Como se esperaba, las protestas violentas de principios de año y la consiguiente temporada de lluvias –con sus efectos devastadores en la infraestructura de múltiples regiones del país– han tenido un efecto significativo en la economía. Según cálculos del Instituto Peruano de Economía (IPE), el crecimiento del PBI en el primer trimestre del 2023 fue de apenas 0,5%. A saber, el equivalente a menos de un tercio del avance en el segundo semestre del 2022 (1,8%). Una circunstancia asociada con el menor dinamismo de la inversión y el consumo privado.
De hecho, según el informe del IPE que publicó ayer este Diario, la inversión privada va rumbo a marcar uno de sus peores trimestres de la década. Solo entre enero y febrero, esta se habría contraído en al menos el 10%. Un escenario que, evaluado junto con la caída del 4,3% en la demanda interna en enero –cifra que, si no se considera el año del inicio de la pandemia, es la peor en veinte años–, debería generar muchísima preocupación en nuestras autoridades.
Los números siempre son fríos y no se expresan con los ambages que permiten las palabras. Algo que los convierte en un arma de doble filo: por un lado, pueden ser precisas descripciones de la realidad y, por el otro, resultar susceptibles a ser tomados como meros símbolos sin nada que ver con el día a día de las personas. Pero, sobre todo cuando hablamos de economía, es importante no perder de vista que lo que la data revela es lo que la gente vive, y las carencias o problemas que las estadísticas reflejen ocurren en perjuicio de los ciudadanos.

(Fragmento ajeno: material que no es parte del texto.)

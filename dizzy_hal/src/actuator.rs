//! Servo actuation.
//!
//! - `ServoTiming` - Angle and speed to pulse-width conversion
//! - `ActuatorDriver` - Shared driver over one `PwmBus` with per-limb attack locks
//! - `AttackMacro` - Blocking swing/hold/retract/cooldown sequence
//! - `Actuation` - The non-blocking command seam used by the combat loop
//! - `ShutdownGuard` - Drives everything safe and disables outputs on drop

use dizzy_common::config::{ArenaConfig, AttackMacroConfig, ServoConfig};
use dizzy_common::consts::MAX_PWM_CHANNELS;
use dizzy_common::hal::driver::{HalError, PwmBus};
use dizzy_common::hal::types::LimbSide;
use parking_lot::Mutex;
use std::collections::BTreeMap;
use std::sync::Arc;
use std::sync::atomic::{AtomicBool, Ordering};
use std::time::Duration;
use tracing::{debug, info, warn};

/// Largest commandable angle [deg].
pub const MAX_ANGLE_DEG: f64 = 180.0;

// ─── Timing ─────────────────────────────────────────────────────────

/// Pulse-width mapping shared by all servos.
#[derive(Debug, Clone, Copy, PartialEq)]
pub struct ServoTiming {
    /// Pulse at 0° [ms].
    pub min_pulse_ms: f64,
    /// Pulse at 180° [ms].
    pub max_pulse_ms: f64,
    /// Continuous servo stop pulse [ms].
    pub stop_pulse_ms: f64,
    /// Continuous servo offset at full speed [ms].
    pub span_ms: f64,
}

impl ServoTiming {
    /// Timing from the `[servo]` config section.
    pub fn from_config(config: &ServoConfig) -> Self {
        Self {
            min_pulse_ms: config.min_pulse_ms,
            max_pulse_ms: config.max_pulse_ms,
            stop_pulse_ms: config.stop_pulse_ms,
            span_ms: config.span_ms,
        }
    }

    /// Pulse for an angle, saturating at 0° and 180°.
    #[inline]
    pub fn angle_to_pulse(&self, angle_deg: f64) -> f64 {
        let angle = angle_deg.clamp(0.0, MAX_ANGLE_DEG);
        self.min_pulse_ms + (self.max_pulse_ms - self.min_pulse_ms) * angle / MAX_ANGLE_DEG
    }

    /// Pulse for a speed, saturating at ±1.
    #[inline]
    pub fn speed_to_pulse(&self, speed: f64) -> f64 {
        self.stop_pulse_ms + speed.clamp(-1.0, 1.0) * self.span_ms
    }
}

impl Default for ServoTiming {
    fn default() -> Self {
        Self::from_config(&ServoConfig::default())
    }
}

// ─── Actuator specs ─────────────────────────────────────────────────

/// What sits on an output channel.
#[derive(Debug, Clone, Copy, PartialEq)]
pub enum ActuatorKind {
    /// Positional servo driving a limb.
    Positional {
        /// Resting angle [deg].
        neutral_deg: f64,
    },
    /// Continuous-rotation servo driving a wheel.
    Continuous,
}

/// One actuator on one output channel.
#[derive(Debug, Clone, Copy, PartialEq)]
pub struct ActuatorSpec {
    /// Output channel.
    pub channel: u8,
    /// Actuator kind.
    pub kind: ActuatorKind,
}

impl ActuatorSpec {
    /// Every actuator described by the arena config: two wheels and two
    /// limbs per fighter.
    pub fn from_arena(config: &ArenaConfig) -> Vec<ActuatorSpec> {
        config
            .fighters
            .iter()
            .flat_map(|f| {
                let wheels = [f.drive.left_wheel, f.drive.right_wheel].map(|channel| {
                    ActuatorSpec {
                        channel,
                        kind: ActuatorKind::Continuous,
                    }
                });
                let limbs = LimbSide::ALL.map(|side| {
                    let limb = f.limbs.get(side);
                    ActuatorSpec {
                        channel: limb.channel,
                        kind: ActuatorKind::Positional {
                            neutral_deg: limb.neutral_deg,
                        },
                    }
                });
                wheels.into_iter().chain(limbs)
            })
            .collect()
    }
}

// ─── Attack macro ───────────────────────────────────────────────────

/// Swing to `neutral + swing_deg`, hold, retract, then keep the limb
/// locked for `cooldown`.
#[derive(Debug, Clone, Copy, PartialEq)]
pub struct AttackMacro {
    swing_deg: f64,
    hold: Duration,
    cooldown: Duration,
}

impl AttackMacro {
    /// Validate and build a macro.
    ///
    /// # Errors
    /// `HalError::ConfigError` if `swing_deg` is not finite.
    pub fn new(swing_deg: f64, hold: Duration, cooldown: Duration) -> Result<Self, HalError> {
        if !swing_deg.is_finite() {
            return Err(HalError::ConfigError(format!(
                "attack swing must be finite, got {swing_deg}"
            )));
        }
        Ok(Self {
            swing_deg,
            hold,
            cooldown,
        })
    }

    /// Macro from the `[attack_macro]` config section.
    pub fn from_config(config: &AttackMacroConfig) -> Result<Self, HalError> {
        Self::new(
            config.swing_deg,
            Duration::from_millis(config.hold_ms),
            Duration::from_millis(config.cooldown_ms),
        )
    }

    /// Total time the limb lock is held.
    pub fn lock_time(&self) -> Duration {
        self.hold + self.cooldown
    }
}

// ─── Actuation seam ─────────────────────────────────────────────────

/// Non-blocking actuator commands issued from the combat loop.
pub trait Actuation: Send + Sync {
    /// Command a limb to an angle (saturating).
    fn set_angle(&self, channel: u8, angle_deg: f64) -> Result<(), HalError>;

    /// Command a limb to its resting angle.
    fn neutral(&self, channel: u8) -> Result<(), HalError>;

    /// Command a wheel speed in `[-1, 1]` (saturating).
    fn set_speed(&self, channel: u8, speed: f64) -> Result<(), HalError>;

    /// Stop a wheel.
    fn stop(&self, channel: u8) -> Result<(), HalError>;

    /// Every limb to neutral, every wheel stopped; outputs stay enabled.
    fn park(&self) -> Result<(), HalError>;
}

// ─── Driver ─────────────────────────────────────────────────────────

#[derive(Debug)]
struct Actuator {
    kind: ActuatorKind,
    attack_lock: Mutex<()>,
}

/// Servo driver shared between the combat loop and any macro callers.
///
/// All methods take `&self`; the bus sits behind a mutex and each
/// positional actuator has its own attack lock.
pub struct ActuatorDriver {
    pwm: Mutex<Box<dyn PwmBus>>,
    timing: ServoTiming,
    actuators: BTreeMap<u8, Actuator>,
    shut_down: AtomicBool,
}

impl ActuatorDriver {
    /// Create a driver for the given actuators.
    ///
    /// # Errors
    /// `HalError::ConfigError` for a duplicate or out-of-range channel, or
    /// a non-finite neutral angle.
    pub fn new(
        pwm: Box<dyn PwmBus>,
        timing: ServoTiming,
        specs: impl IntoIterator<Item = ActuatorSpec>,
    ) -> Result<Self, HalError> {
        let mut actuators = BTreeMap::new();
        for spec in specs {
            if spec.channel as usize >= MAX_PWM_CHANNELS {
                return Err(HalError::ConfigError(format!(
                    "servo channel {} out of range (0..{MAX_PWM_CHANNELS})",
                    spec.channel
                )));
            }
            if let ActuatorKind::Positional { neutral_deg } = spec.kind
                && !neutral_deg.is_finite()
            {
                return Err(HalError::ConfigError(format!(
                    "servo channel {} has a non-finite neutral angle",
                    spec.channel
                )));
            }
            let actuator = Actuator {
                kind: spec.kind,
                attack_lock: Mutex::new(()),
            };
            if actuators.insert(spec.channel, actuator).is_some() {
                return Err(HalError::ConfigError(format!(
                    "servo channel {} configured twice",
                    spec.channel
                )));
            }
        }
        Ok(Self {
            pwm: Mutex::new(pwm),
            timing,
            actuators,
            shut_down: AtomicBool::new(false),
        })
    }

    /// Create a driver for every actuator in the arena config.
    pub fn from_arena(pwm: Box<dyn PwmBus>, config: &ArenaConfig) -> Result<Self, HalError> {
        Self::new(
            pwm,
            ServoTiming::from_config(&config.servo),
            ActuatorSpec::from_arena(config),
        )
    }

    /// Pulse timing in use.
    pub fn timing(&self) -> &ServoTiming {
        &self.timing
    }

    /// Configured output channels, ascending.
    pub fn channels(&self) -> impl Iterator<Item = u8> + '_ {
        self.actuators.keys().copied()
    }

    /// Whether `shutdown()` has run.
    pub fn is_shut_down(&self) -> bool {
        self.shut_down.load(Ordering::SeqCst)
    }

    fn actuator(&self, channel: u8) -> Result<&Actuator, HalError> {
        self.actuators
            .get(&channel)
            .ok_or_else(|| HalError::ConfigError(format!("no actuator on servo channel {channel}")))
    }

    fn positional(&self, channel: u8) -> Result<(&Actuator, f64), HalError> {
        let actuator = self.actuator(channel)?;
        match actuator.kind {
            ActuatorKind::Positional { neutral_deg } => Ok((actuator, neutral_deg)),
            ActuatorKind::Continuous => Err(HalError::ConfigError(format!(
                "servo channel {channel} is a wheel, not a limb"
            ))),
        }
    }

    fn continuous(&self, channel: u8) -> Result<(), HalError> {
        match self.actuator(channel)?.kind {
            ActuatorKind::Continuous => Ok(()),
            ActuatorKind::Positional { .. } => Err(HalError::ConfigError(format!(
                "servo channel {channel} is a limb, not a wheel"
            ))),
        }
    }

    fn write(&self, channel: u8, pulse_ms: f64) -> Result<(), HalError> {
        self.pwm.lock().set_pulse_ms(channel, pulse_ms)
    }

    /// Move a limb to `angle_deg`, clamped to `[0, 180]`.
    pub fn goto(&self, channel: u8, angle_deg: f64) -> Result<(), HalError> {
        self.positional(channel)?;
        if angle_deg.is_nan() {
            return Err(HalError::ConfigError(format!(
                "servo channel {channel}: angle is NaN"
            )));
        }
        self.write(channel, self.timing.angle_to_pulse(angle_deg))
    }

    /// Run a wheel at `speed`, clamped to `[-1, 1]`.
    pub fn run(&self, channel: u8, speed: f64) -> Result<(), HalError> {
        self.continuous(channel)?;
        if speed.is_nan() {
            return Err(HalError::ConfigError(format!(
                "servo channel {channel}: speed is NaN"
            )));
        }
        self.write(channel, self.timing.speed_to_pulse(speed))
    }

    /// Run the attack macro on one limb. Blocks for the macro's lock time
    /// plus any wait for a macro already running on the same limb.
    pub fn attack(&self, channel: u8, attack: &AttackMacro) -> Result<(), HalError> {
        let (actuator, neutral_deg) = self.positional(channel)?;
        let _limb = actuator.attack_lock.lock();
        debug!("Attack macro on servo channel {}", channel);

        self.goto(channel, neutral_deg + attack.swing_deg)?;
        std::thread::sleep(attack.hold);
        self.goto(channel, neutral_deg)?;
        std::thread::sleep(attack.cooldown);
        Ok(())
    }

    /// Run a wheel at `speed` for `duration`, then stop it. Blocking.
    pub fn burst(&self, channel: u8, speed: f64, duration: Duration) -> Result<(), HalError> {
        self.run(channel, speed)?;
        std::thread::sleep(duration);
        self.run(channel, 0.0)
    }

    fn park_all(&self) -> Result<(), HalError> {
        let mut first_err = None;
        for (&channel, actuator) in &self.actuators {
            let pulse = match actuator.kind {
                ActuatorKind::Positional { neutral_deg } => self.timing.angle_to_pulse(neutral_deg),
                ActuatorKind::Continuous => self.timing.stop_pulse_ms,
            };
            if let Err(e) = self.write(channel, pulse) {
                warn!("Failed to park servo channel {}: {}", channel, e);
                first_err.get_or_insert(e);
            }
        }
        first_err.map_or(Ok(()), Err)
    }

    /// Force the safe pose on every channel, then disable all outputs.
    ///
    /// Idempotent. Every channel is attempted; the first error is returned.
    pub fn shutdown(&self) -> Result<(), HalError> {
        if self.shut_down.swap(true, Ordering::SeqCst) {
            return Ok(());
        }
        info!("Shutting down {} servo channels", self.actuators.len());

        let parked = self.park_all();
        let mut first_err = parked.err();
        let mut pwm = self.pwm.lock();
        for &channel in self.actuators.keys() {
            if let Err(e) = pwm.disable(channel) {
                warn!("Failed to disable servo channel {}: {}", channel, e);
                first_err.get_or_insert(e);
            }
        }
        first_err.map_or(Ok(()), Err)
    }
}

impl Actuation for ActuatorDriver {
    fn set_angle(&self, channel: u8, angle_deg: f64) -> Result<(), HalError> {
        self.goto(channel, angle_deg)
    }

    fn neutral(&self, channel: u8) -> Result<(), HalError> {
        let (_, neutral_deg) = self.positional(channel)?;
        self.goto(channel, neutral_deg)
    }

    fn set_speed(&self, channel: u8, speed: f64) -> Result<(), HalError> {
        self.run(channel, speed)
    }

    fn stop(&self, channel: u8) -> Result<(), HalError> {
        self.run(channel, 0.0)
    }

    fn park(&self) -> Result<(), HalError> {
        self.park_all()
    }
}

impl std::fmt::Debug for ActuatorDriver {
    fn fmt(&self, f: &mut std::fmt::Formatter<'_>) -> std::fmt::Result {
        f.debug_struct("ActuatorDriver")
            .field("channels", &self.actuators.keys().collect::<Vec<_>>())
            .field("shut_down", &self.is_shut_down())
            .finish()
    }
}

/// Calls [`ActuatorDriver::shutdown`] when dropped.
#[derive(Debug)]
pub struct ShutdownGuard {
    driver: Arc<ActuatorDriver>,
}

impl ShutdownGuard {
    /// Guard a shared driver.
    pub fn new(driver: Arc<ActuatorDriver>) -> Self {
        Self { driver }
    }

    /// The guarded driver.
    pub fn driver(&self) -> &Arc<ActuatorDriver> {
        &self.driver
    }
}

impl Drop for ShutdownGuard {
    fn drop(&mut self) {
        if let Err(e) = self.driver.shutdown() {
            warn!("Actuator shutdown incomplete: {}", e);
        }
    }
}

En tiempos como este, con el país todavía recuperándose de los más recientes estallidos sociales, es importante que esto no se pierda de vista. En especial cuando existen políticos o partes interesadas que, frente a la preocupación e indignación por la interrupción del libre tránsito y el comercio en múltiples ciudades del Perú durante las revueltas, han mezquinado la importancia de la economía frente a las causas defendidas por los manifestantes. Pero la verdad es que detrás de cada negocio hay familias que dependen de él para sustentarse y detrás, por ejemplo, de cada camión que no logra transportar sus mercancías, está el perjuicio a todo un ecosistema de empresas, proveedores y comerciantes conectados por las vías nacionales.
Las cifras del IPE expresan el impacto de este tipo de situaciones en la salud de nuestra economía y, por ende, en la calidad de vida de los peruanos. Y esto hace urgente que, tanto desde el Gobierno como desde el Congreso, nuestras autoridades se preocupen por propiciar la resurrección del crecimiento económico, alicaído desde la pandemia y afectado, también, por el nefasto régimen castillista. Y esto pasa, principalmente, por generar confianza en los inversionistas.
Al Legislativo, por ejemplo, le tocaría filtrar de mejor manera los proyectos de ley que se discuten en su seno, como aquellos que pretenden, por enésima vez, permitir retiros de los fondos privados de pensiones. Una medida que, como los expertos han explicado hasta la saciedad, pone en riesgo la entereza macroeconómica del país, la misma que nos ha hecho tanto bien en los últimos veinte años para liderar el crecimiento en la región. Por su parte, el Ejecutivo debe preocuparse por mantener el orden, atajar normas populistas del Parlamento y continuar con la disciplina fiscal que la administración anterior descuidó.
El camino a la recuperación, como se sabe, no es pantanoso ni misterioso: la clave está en permitir que el sector privado invierta dinámicamente en el país y en permitir el desarrollo de sectores como el minero que –también según el último informe del IPE– en febrero dio muestras de recuperación luego de caer 3,6% en enero. Esa es la fórmula, pero demanda que el Estado cumpla las tareas que la Constitución le confiere.
Detrás de la caída en los indicadores económicos, en fin, hay familias e individuos que sufren y, por eso, es importante recuperar el tiempo perdido.